• **What is being asked**: For the entries that follow, state how many lines include the word "configuration", giving the number and nothing else.

== Segment start ==

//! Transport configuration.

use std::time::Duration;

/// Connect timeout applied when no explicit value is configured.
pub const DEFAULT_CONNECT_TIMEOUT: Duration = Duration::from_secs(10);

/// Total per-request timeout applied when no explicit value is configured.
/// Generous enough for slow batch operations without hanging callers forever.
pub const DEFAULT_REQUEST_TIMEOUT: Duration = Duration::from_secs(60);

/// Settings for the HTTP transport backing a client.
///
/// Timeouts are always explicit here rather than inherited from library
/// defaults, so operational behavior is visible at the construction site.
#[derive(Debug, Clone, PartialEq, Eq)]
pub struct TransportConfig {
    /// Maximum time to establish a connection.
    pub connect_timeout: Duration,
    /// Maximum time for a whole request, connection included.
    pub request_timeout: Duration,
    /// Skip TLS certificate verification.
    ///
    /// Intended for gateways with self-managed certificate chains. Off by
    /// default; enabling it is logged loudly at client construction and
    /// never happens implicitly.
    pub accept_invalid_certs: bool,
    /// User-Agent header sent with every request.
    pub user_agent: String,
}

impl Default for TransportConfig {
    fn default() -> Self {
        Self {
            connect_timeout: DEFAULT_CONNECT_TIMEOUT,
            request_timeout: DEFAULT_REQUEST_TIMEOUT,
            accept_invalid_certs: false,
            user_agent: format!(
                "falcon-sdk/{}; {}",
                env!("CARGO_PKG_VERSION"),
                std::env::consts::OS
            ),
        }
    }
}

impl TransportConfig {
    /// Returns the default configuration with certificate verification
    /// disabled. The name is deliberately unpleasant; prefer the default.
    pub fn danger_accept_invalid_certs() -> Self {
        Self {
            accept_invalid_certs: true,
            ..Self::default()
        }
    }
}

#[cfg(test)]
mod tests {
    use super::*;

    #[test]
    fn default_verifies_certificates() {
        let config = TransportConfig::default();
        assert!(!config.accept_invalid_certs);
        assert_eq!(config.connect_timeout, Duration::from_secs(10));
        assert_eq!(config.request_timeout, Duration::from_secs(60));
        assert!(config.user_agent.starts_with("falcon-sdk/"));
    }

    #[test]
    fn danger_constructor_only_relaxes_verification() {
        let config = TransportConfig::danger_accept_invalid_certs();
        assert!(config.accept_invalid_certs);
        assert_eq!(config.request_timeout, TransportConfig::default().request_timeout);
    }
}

== Segment end ==

• **Result**: 2